Suddenly she breathed in a familiar odor that set her blood racing and her heart pounding, and stopped her dead in her tracks.
Updraft!
A dank, musty odor assaulted her nostrils. Jane stood frozen on the spot, her eyes widening in terror, as if she could see into the dark if she opened them far enough. “Oh my God...” she whispered. Her right hand gripped the steel bar until her knuckles ached. She quickly grabbed another bar with her left hand and pulled herself flat against the stall front. Her nerves crackled like high-tension wires and her heart pounded in animal fear. A little problem with the floor that she had forgotten about! The mare in that stall nickered nervously.
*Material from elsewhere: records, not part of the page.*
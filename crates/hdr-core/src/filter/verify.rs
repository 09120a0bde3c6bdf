use crate::pixel_buf::{CHANNELS, PixelBuffer};

/// Mismatches listed individually before the rest are only counted.
pub const MAX_REPORTED_MISMATCHES: usize = 16;

#[derive(Clone, Debug, PartialEq)]
pub struct Mismatch {
    pub x: u32,
    pub y: u32,
    pub channel: usize,
    pub expected: f32,
    pub actual: f32,
}

/// Outcome of comparing a parallel result against the reference.
#[derive(Clone, Debug, PartialEq)]
pub struct VerifyReport {
    pub dimensions_match: bool,
    /// Samples whose difference exceeded the tolerance (or was NaN).
    pub mismatches: usize,
    pub max_diff: f32,
    /// The first [`MAX_REPORTED_MISMATCHES`] mismatches in row-major order.
    pub reported: Vec<Mismatch>,
}

impl VerifyReport {
    pub fn passed(&self) -> bool {
        self.dimensions_match && self.mismatches == 0
    }

    pub fn suppressed(&self) -> bool {
        self.mismatches > self.reported.len()
    }
}

/// Compare every channel of `output` against `reference`.
pub fn compare(reference: &PixelBuffer, output: &PixelBuffer, tolerance: f32) -> VerifyReport {
    if !reference.same_dimensions(output) {
        return VerifyReport {
            dimensions_match: false,
            mismatches: reference.data.len().max(output.data.len()),
            max_diff: f32::INFINITY,
            reported: Vec::new(),
        };
    }

    let mut report = VerifyReport {
        dimensions_match: true,
        mismatches: 0,
        max_diff: 0.0,
        reported: Vec::new(),
    };
    let width = reference.width as usize;
    for (i, (&expected, &actual)) in reference.data.iter().zip(&output.data).enumerate() {
        let diff = (expected - actual).abs();
        if diff <= tolerance {
            report.max_diff = report.max_diff.max(diff);
            continue;
        }
        report.max_diff = if diff.is_nan() {
            f32::INFINITY
        } else {
            report.max_diff.max(diff)
        };
        report.mismatches += 1;
        if report.reported.len() < MAX_REPORTED_MISMATCHES {
            let pixel = i / CHANNELS;
            report.reported.push(Mismatch {
                x: (pixel % width) as u32,
                y: (pixel / width) as u32,
                channel: i % CHANNELS,
                expected,
                actual,
            });
        }
    }
    report
}

#[cfg(test)]
mod tests {
    use super::*;

    #[test]
    fn identical_buffers_pass_with_zero_tolerance() {
        let a = PixelBuffer::filled(3, 3, [0.1, 0.2, 0.3, 0.4]);
        let report = compare(&a, &a.clone(), 0.0);
        assert!(report.passed());
        assert_eq!(report.max_diff, 0.0);
    }

    #[test]
    fn difference_within_tolerance_passes() {
        let a = PixelBuffer::filled(2, 2, [0.5; 4]);
        let mut b = a.clone();
        b.data[6] += 0.5 / 255.0;
        assert!(compare(&a, &b, 1.0 / 255.0).passed());
    }

    #[test]
    fn mismatch_location_is_reported() {
        let a = PixelBuffer::new(3, 2);
        let mut b = a.clone();
        // pixel (2,1), channel 1
        b.data[(3 + 2) * 4 + 1] = 0.5;
        let report = compare(&a, &b, 1.0 / 255.0);
        assert!(!report.passed());
        assert_eq!(report.mismatches, 1);
        assert_eq!(
            report.reported[0],
            Mismatch {
                x: 2,
                y: 1,
                channel: 1,
                expected: 0.0,
                actual: 0.5,
            }
        );
    }

    #[test]
    fn reporting_is_capped() {
        let a = PixelBuffer::new(10, 10);
        let b = PixelBuffer::filled(10, 10, [1.0; 4]);
        let report = compare(&a, &b, 0.01);
        assert_eq!(report.mismatches, 400);
        assert_eq!(report.reported.len(), MAX_REPORTED_MISMATCHES);
        assert!(report.suppressed());
    }

    #[test]
    fn nan_is_a_mismatch() {
        let a = PixelBuffer::new(1, 1);
        let mut b = a.clone();
        b.data[0] = f32::NAN;
        let report = compare(&a, &b, 1.0);
        assert_eq!(report.mismatches, 1);
        assert!(report.max_diff.is_infinite());
    }

    #[test]
    fn dimension_mismatch_fails() {
        let report = compare(&PixelBuffer::new(2, 2), &PixelBuffer::new(4, 1), 1.0);
        assert!(!report.dimensions_match);
        assert!(!report.passed());
    }
}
Jane tried to assess just how close her feet were to the trapdoor, but terror disoriented her, and she imagined that the treacherous hole with the fifteen-foot drop into the cellar could be on either side of her or behind her, waiting to swallow her. In the almost complete darkness the aisle floor was solid black, so it was impossible for her eyes to find the lurking danger. The party hullabaloo had put all thought about the trapdoor out of her mind and she forgot even to mention it to Sam. It had never stood out cleanly again to mark itself on the floor, so no one must have touched it until tonight.
But who??
She was close to the end of a stall. Her feet unmoving, still gripping a bar tightly with her right hand, she slowly slid her left hand to the stall partition and then ran it up to feel for the light switch—and it was there! The cold metal box sent a shock of fright down her arm the minute her fingers connected. It meant the treacherous hole was indeed skulking right behind her feet in the dark. She snapped the switch up and down with a trembling hand, but even those lights were dead. It was terrifying to realize she was going to have to negotiate around the dangerous hole in the floor without light. Fifteen feet was a long way to fall in the dark. Jane held the bars in a deathgrip with both hands and stretched a boot out behind her to test the floor. A foot and a half back, her toe slipped from the edge of the wooden planks and treaded nothing but black air. A dank breeze with a strange, cloying stench tickled her face.